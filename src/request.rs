use async_trait::async_trait;
use reqwest::{header, Client};

use crate::{info_time, Error, Result, ScrapeConfig};

/// Anything that can hand the page loop the HTML of one results page.
#[async_trait]
pub trait PageFetcher: Send + Sync {
    async fn fetch(&self, base_url: &str, page_index: usize) -> Result<String>;
}

/// Appends the page parameter, respecting an existing query string.
pub fn page_url(base_url: &str, page_index: usize) -> String {
    if base_url.contains('?') {
        format!("{base_url}&page={page_index}")
    } else {
        format!("{base_url}?page={page_index}")
    }
}

/// Fetches pages through the scraping proxy: the target URL and the API key go to the proxy
/// endpoint as `url` and `api_key` query parameters.
#[derive(Debug, Clone)]
pub struct ProxyFetcher {
    // Client uses Arc so we can clone cheaply
    client: Client,
    api_key: Option<String>,
    proxy_endpoint: String,
}

impl ProxyFetcher {
    pub fn new(config: &ScrapeConfig) -> Result<Self> {
        let mut builder = Client::builder().user_agent(config.user_agent.as_str());
        if let Some(timeout) = config.timeout {
            builder = builder.timeout(timeout);
        }
        Ok(Self {
            client: builder.build()?,
            api_key: config.api_key.clone(),
            proxy_endpoint: config.proxy_endpoint.clone(),
        })
    }
}

#[async_trait]
impl PageFetcher for ProxyFetcher {
    /// Requests a page and returns a `Result<String>` containing the HTML.
    /// Any non-success status counts as a failure for this page.
    async fn fetch(&self, base_url: &str, page_index: usize) -> Result<String> {
        let api_key = self.api_key.as_deref().ok_or(Error::MissingApiKey)?;
        let url = page_url(base_url, page_index);
        info_time!("Requesting page {page_index}: {url}");

        let res = self
            .client
            .get(&self.proxy_endpoint)
            .query(&[("api_key", api_key), ("url", url.as_str())])
            .header(header::ACCEPT, "text/html")
            .send()
            .await?;

        let status = res.status();
        if !status.is_success() {
            return Err(Error::HttpStatus { status, url });
        }
        let html = res.text().await?;
        Ok(html)
    }
}

#[cfg(test)]
mod tests {
    use super::*;
    use mockito::{Matcher, Server};

    const TARGET: &str = "https://www.flipkart.com/search?q=t+shirts";

    #[test]
    fn page_param_uses_the_right_separator() {
        assert_eq!(page_url(TARGET, 2), "https://www.flipkart.com/search?q=t+shirts&page=2");
        assert_eq!(
            page_url("https://www.flipkart.com/clothing", 1),
            "https://www.flipkart.com/clothing?page=1"
        );
    }

    #[tokio::test]
    async fn fetch_goes_through_proxy() {
        let mut server = Server::new_async().await;
        let mock = server
            .mock("GET", "/")
            .match_query(Matcher::AllOf(vec![
                Matcher::UrlEncoded("api_key".into(), "secret".into()),
                Matcher::UrlEncoded("url".into(), format!("{TARGET}&page=3")),
            ]))
            .match_header("user-agent", Matcher::Regex("^Mozilla/5.0".into()))
            .with_status(200)
            .with_body("<html>page three</html>")
            .create_async()
            .await;

        let config = ScrapeConfig::default()
            .with_api_key("secret")
            .with_proxy_endpoint(server.url());
        let html = ProxyFetcher::new(&config).unwrap().fetch(TARGET, 3).await.unwrap();

        assert_eq!(html, "<html>page three</html>");
        mock.assert_async().await;
    }

    #[tokio::test]
    async fn non_success_status_fails_the_page() {
        let mut server = Server::new_async().await;
        let mock = server
            .mock("GET", "/")
            .match_query(Matcher::Any)
            .with_status(403)
            .create_async()
            .await;

        let config = ScrapeConfig::default()
            .with_api_key("bad")
            .with_proxy_endpoint(server.url());
        let res = ProxyFetcher::new(&config).unwrap().fetch(TARGET, 1).await;

        match res {
            Err(Error::HttpStatus { status, url }) => {
                assert_eq!(status.as_u16(), 403);
                assert_eq!(url, format!("{TARGET}&page=1"));
            }
            other => panic!("expected HttpStatus, got {other:?}"),
        }
        mock.assert_async().await;
    }

    #[tokio::test]
    async fn missing_key_fails_without_a_request() {
        let mut server = Server::new_async().await;
        let mock = server
            .mock("GET", Matcher::Any)
            .expect(0)
            .create_async()
            .await;

        let config = ScrapeConfig::default().with_proxy_endpoint(server.url());
        let res = ProxyFetcher::new(&config).unwrap().fetch(TARGET, 1).await;

        assert!(matches!(res, Err(Error::MissingApiKey)));
        mock.assert_async().await;
    }
}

# WHAT TO PRODUCE
Reproduce precisely, and with no line left out, each line from the top of the entries through the line that carries "usize) -> Result<String>;".

# TASK RESULT
filename src/request.rs
use async_trait::async_trait;
use reqwest::{header, Client};

use crate::{info_time, Error, Result, ScrapeConfig};

/// Anything that can hand the page loop the HTML of one results page.
#[async_trait]
pub trait PageFetcher: Send + Sync {
    async fn fetch(&self, base_url: &str, page_index: usize) -> Result<String>;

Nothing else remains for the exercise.